Ordered Locator Set ("getaddr_pair_set_info()") returns an RFC3484 ordering of locators based on local SHIM6 state information. This could be used to construct a connect_by_name() approach

We're not using ICMP messaging to indicate loss of state because of our concerns about ICMP filtering in today's Internet. If we use the same protocol for messaging and error notification, that protocol either makes it through firewalls or it doesn't, instead of failing during error notification, for instance.
Can a SHIM6 peer decline SOME of the locators offered by another SHIM6 peer? HIP experience was that a general update/ack protocol was useful to update locators, SPIs, etc. MOBIKE also has a similar underlying protocol as well. May include locators and preferences between locators.
How many offers/counteroffers do we need to support?

Design Note: For SHIM6 control messages use a unidirectional acknowledged information transfer UPDATE and ACK message transaction as the base protocol, and then specify control messages in terms of control message types and attributes.

Open Issue: Do we need a simply NOTIFY (un ACK'ed UPDATE) message type as well?

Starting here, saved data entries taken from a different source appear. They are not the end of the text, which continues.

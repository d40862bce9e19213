//! Layout constants shared by the encoder, the decoder, and the volume
//! layer's offset arithmetic.

/// Bytes in the fixed record header: `cookie(4) | id(8) | size(4)`.
pub const NEEDLE_HEADER_SIZE: usize = 16;

/// Bytes in the trailing CRC-32 checksum.
pub const CHECKSUM_SIZE: usize = 4;

/// Records are padded so that every header offset is a multiple of this.
pub const NEEDLE_PADDING: u64 = 8;

/// The data is stored gzip-compressed. The engine never inflates; the flag
/// is carried for the caller.
pub const FLAG_GZIPPED: u8 = 0x01;
pub const FLAG_HAS_NAME: u8 = 0x02;
pub const FLAG_HAS_MIME: u8 = 0x04;
pub const FLAG_HAS_LAST_MODIFIED: u8 = 0x08;
pub const FLAG_HAS_TTL: u8 = 0x10;
pub const FLAG_HAS_PAIRS: u8 = 0x20;
/// The data is a manifest listing the chunks of a larger object.
pub const FLAG_CHUNK_MANIFEST: u8 = 0x80;

/// `name` is length-prefixed by a single byte.
pub const MAX_NAME_SIZE: usize = u8::MAX as usize;
/// `mime` is length-prefixed by a single byte.
pub const MAX_MIME_SIZE: usize = u8::MAX as usize;
/// `pairs` is length-prefixed by two bytes.
pub const MAX_PAIRS_SIZE: usize = u16::MAX as usize;

/// Maximum data bytes the decoder will allocate for one record (256 MiB).
/// Prevents OOM when a corrupt header carries an absurd size.
pub const MAX_DATA_SIZE: usize = 256 * 1024 * 1024;

/// Rounds `n` up to the next multiple of [`NEEDLE_PADDING`].
#[must_use]
pub fn aligned_size(n: u64) -> u64 {
    n.div_ceil(NEEDLE_PADDING) * NEEDLE_PADDING
}

/// Padding bytes needed after `n` to reach the next 8-byte boundary.
#[must_use]
pub fn padding_after(n: u64) -> u64 {
    aligned_size(n) - n
}
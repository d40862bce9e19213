//! # Needle - On-Disk Blob Record Format
//!
//! The wire format for a single blob record ("needle") inside a volume data
//! file. Needles are *append-only*: once written they are never modified,
//! only superseded by a later append or tombstoned in the index.
//!
//! ## Record layout (v2/v3, current)
//!
//! ```text
//! ┌───────────────────────────────────────────────────────────────┐
//! │ HEADER (16 bytes)                                             │
//! │                                                               │
//! │ cookie (u32) | id (u64) | size (u32)                          │
//! │                                                               │
//! │ `size` is the raw data length; the total body length is       │
//! │ derived from `size` plus the flag byte.                       │
//! ├───────────────────────────────────────────────────────────────┤
//! │ BODY                                                          │
//! │                                                               │
//! │ data (size bytes) | flags (u8)                                │
//! │ [name_size (u8)  | name]          if HAS_NAME                 │
//! │ [mime_size (u8)  | mime]          if HAS_MIME                 │
//! │ [last_modified (u64)]             if HAS_LAST_MODIFIED        │
//! │ [ttl (u16)]                       if HAS_TTL                  │
//! │ [pairs_size (u16) | pairs]        if HAS_PAIRS                │
//! ├───────────────────────────────────────────────────────────────┤
//! │ TRAILER                                                       │
//! │                                                               │
//! │ checksum (u32, CRC-32 over data only) | padding to 8 bytes    │
//! └───────────────────────────────────────────────────────────────┘
//! ```
//!
//! All integers are big-endian. Every record starts and ends on an 8-byte
//! boundary, so the total on-disk footprint ([`Needle::disk_size`]) is
//! always a multiple of 8.
//!
//! ## Version history
//!
//! | Version | Layout                                               |
//! |---------|------------------------------------------------------|
//! | v1      | Header + data + checksum; no flags, no optional fields |
//! | v2      | Flag byte + optional name/mime/mtime/ttl/pairs        |
//! | v3      | Same record layout as v2                              |
//!
//! The volume superblock pins one version for every needle in that volume;
//! mixing versions within a volume is forbidden.

use std::io;

use thiserror::Error;

mod file_id;
mod format;
mod read;
mod write;

pub use file_id::FileId;
pub use format::{
    CHECKSUM_SIZE, FLAG_CHUNK_MANIFEST, FLAG_GZIPPED, FLAG_HAS_LAST_MODIFIED, FLAG_HAS_MIME,
    FLAG_HAS_NAME, FLAG_HAS_PAIRS, FLAG_HAS_TTL, MAX_DATA_SIZE, MAX_MIME_SIZE, MAX_NAME_SIZE,
    MAX_PAIRS_SIZE, NEEDLE_HEADER_SIZE, NEEDLE_PADDING, aligned_size,
};

/// Identifier of a needle within a volume. Zero is reserved and never a
/// valid key.
pub type NeedleId = u64;

/// Opaque per-object token embedded in the external [`FileId`]. The engine
/// stores and returns it but never uses it for lookup.
pub type Cookie = u32;

/// Identifier of a volume on disk.
#[derive(Debug, Clone, Copy, PartialEq, Eq, PartialOrd, Ord, Hash)]
pub struct VolumeId(pub u32);

impl std::fmt::Display for VolumeId {
    fn fmt(&self, f: &mut std::fmt::Formatter<'_>) -> std::fmt::Result {
        write!(f, "{}", self.0)
    }
}

impl std::str::FromStr for VolumeId {
    type Err = std::num::ParseIntError;

    fn from_str(s: &str) -> Result<Self, Self::Err> {
        s.parse::<u32>().map(VolumeId)
    }
}

/// Record layout version. The superblock pins one version for the whole
/// volume.
#[derive(Debug, Clone, Copy, PartialEq, Eq)]
pub enum Version {
    V1,
    V2,
    V3,
}

impl Version {
    /// The byte stored in the superblock.
    #[must_use]
    pub fn as_u8(self) -> u8 {
        match self {
            Version::V1 => 1,
            Version::V2 => 2,
            Version::V3 => 3,
        }
    }
}

impl TryFrom<u8> for Version {
    type Error = u8;

    fn try_from(b: u8) -> Result<Self, u8> {
        match b {
            1 => Ok(Version::V1),
            2 => Ok(Version::V2),
            3 => Ok(Version::V3),
            other => Err(other),
        }
    }
}

impl std::fmt::Display for Version {
    fn fmt(&self, f: &mut std::fmt::Formatter<'_>) -> std::fmt::Result {
        write!(f, "{}", self.as_u8())
    }
}

/// Errors that can occur while encoding or decoding a needle record.
#[derive(Debug, Error)]
pub enum NeedleError {
    /// An underlying I/O error.
    #[error("io error: {0}")]
    Io(#[from] io::Error),

    /// The record at `offset` could not be decoded: short read, checksum
    /// mismatch, or a flag-indicated field that does not fit the body.
    #[error("corrupt needle record at offset {offset}: {reason}")]
    Corrupt { offset: u64, reason: String },

    /// An encode-time violation of a field constraint.
    #[error("invalid needle field {field}: {reason}")]
    InvalidField { field: &'static str, reason: String },
}

/// One logical blob record.
///
/// Optional fields are paired with bits in [`Needle::flags`]; use the
/// setters ([`Needle::set_name`] etc.) to keep the two in sync. A field
/// whose flag bit is clear is not written to disk and its in-memory value
/// is empty/zero.
#[derive(Debug, Clone, Default, PartialEq, Eq)]
pub struct Needle {
    pub cookie: Cookie,
    pub id: NeedleId,
    /// Raw data length as recorded in the header's `size` field. Kept on
    /// the struct so metadata-only decodes still know the payload length;
    /// the encoder always writes `data.len()` regardless.
    pub size: u32,
    pub data: Vec<u8>,
    pub flags: u8,
    pub name: Vec<u8>,
    pub mime: Vec<u8>,
    pub last_modified: u64,
    pub ttl: u16,
    pub pairs: Vec<u8>,
}

impl Needle {
    /// Creates a bare needle holding only `data`.
    #[must_use]
    pub fn new(id: NeedleId, cookie: Cookie, data: Vec<u8>) -> Self {
        Needle {
            cookie,
            id,
            size: data.len() as u32,
            data,
            ..Needle::default()
        }
    }

    #[must_use]
    pub fn is_gzipped(&self) -> bool {
        self.flags & FLAG_GZIPPED != 0
    }

    #[must_use]
    pub fn has_name(&self) -> bool {
        self.flags & FLAG_HAS_NAME != 0
    }

    #[must_use]
    pub fn has_mime(&self) -> bool {
        self.flags & FLAG_HAS_MIME != 0
    }

    #[must_use]
    pub fn has_last_modified(&self) -> bool {
        self.flags & FLAG_HAS_LAST_MODIFIED != 0
    }

    #[must_use]
    pub fn has_ttl(&self) -> bool {
        self.flags & FLAG_HAS_TTL != 0
    }

    #[must_use]
    pub fn has_pairs(&self) -> bool {
        self.flags & FLAG_HAS_PAIRS != 0
    }

    #[must_use]
    pub fn is_chunk_manifest(&self) -> bool {
        self.flags & FLAG_CHUNK_MANIFEST != 0
    }

    pub fn set_gzipped(&mut self) {
        self.flags |= FLAG_GZIPPED;
    }

    pub fn set_name(&mut self, name: Vec<u8>) {
        self.flags |= FLAG_HAS_NAME;
        self.name = name;
    }

    pub fn set_mime(&mut self, mime: Vec<u8>) {
        self.flags |= FLAG_HAS_MIME;
        self.mime = mime;
    }

    pub fn set_last_modified(&mut self, unix_seconds: u64) {
        self.flags |= FLAG_HAS_LAST_MODIFIED;
        self.last_modified = unix_seconds;
    }

    pub fn set_ttl(&mut self, ttl: u16) {
        self.flags |= FLAG_HAS_TTL;
        self.ttl = ttl;
    }

    pub fn set_pairs(&mut self, pairs: Vec<u8>) {
        self.flags |= FLAG_HAS_PAIRS;
        self.pairs = pairs;
    }

    pub fn set_chunk_manifest(&mut self) {
        self.flags |= FLAG_CHUNK_MANIFEST;
    }

    /// Total bytes this needle occupies on disk for `version`: header, body
    /// (all present optional fields), checksum, and padding to the next
    /// 8-byte boundary. Always a multiple of 8.
    #[must_use]
    pub fn disk_size(&self, version: Version) -> u32 {
        let unpadded = NEEDLE_HEADER_SIZE as u64
            + self.data.len() as u64
            + self.body_overhead(version)
            + CHECKSUM_SIZE as u64;
        aligned_size(unpadded) as u32
    }

    /// Bytes the body occupies beyond the raw data: the flag byte plus
    /// every present optional field. Zero for v1.
    pub(crate) fn body_overhead(&self, version: Version) -> u64 {
        if version == Version::V1 {
            return 0;
        }
        let mut n = 1u64; // flags
        if self.has_name() {
            n += 1 + self.name.len() as u64;
        }
        if self.has_mime() {
            n += 1 + self.mime.len() as u64;
        }
        if self.has_last_modified() {
            n += 8;
        }
        if self.has_ttl() {
            n += 2;
        }
        if self.has_pairs() {
            n += 2 + self.pairs.len() as u64;
        }
        n
    }
}

#[cfg(test)]
mod tests;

Placeholders in the specification:

CUD/FBD? Locator pair test/reply (Eric suggests that we drop this), and context explore messages.
Locator pair test/reply (need to be independent of ULIDs, and note that there may be multiple ULID pairs associated with the same host pair)
Reachability exploration for a working locator pair
What are privacy requirements for locator lists? Also integrity - this protocol is currently "in the clear".
"Forking the context state" for preferring different locator pairs for different ULP communications? How close is this to policy? Is this unidirectional or bidirectional? How much information does SHIM6 get from the ULPs that would go into this decision? This is similar to MONAMI6 work previously done. Preference for viewing this as a unidirectional rather than bidirectional search, although in a destination-based hop-by-hop forwarding environment without source-address routing considerations a pair of source- address locators in each direction is functionally equivalent to a single bidirectional pair.

Design Note: Locator pairs are considered as unidirectional locator pairs, and there is no assumption that these must map into a bi-directional pair.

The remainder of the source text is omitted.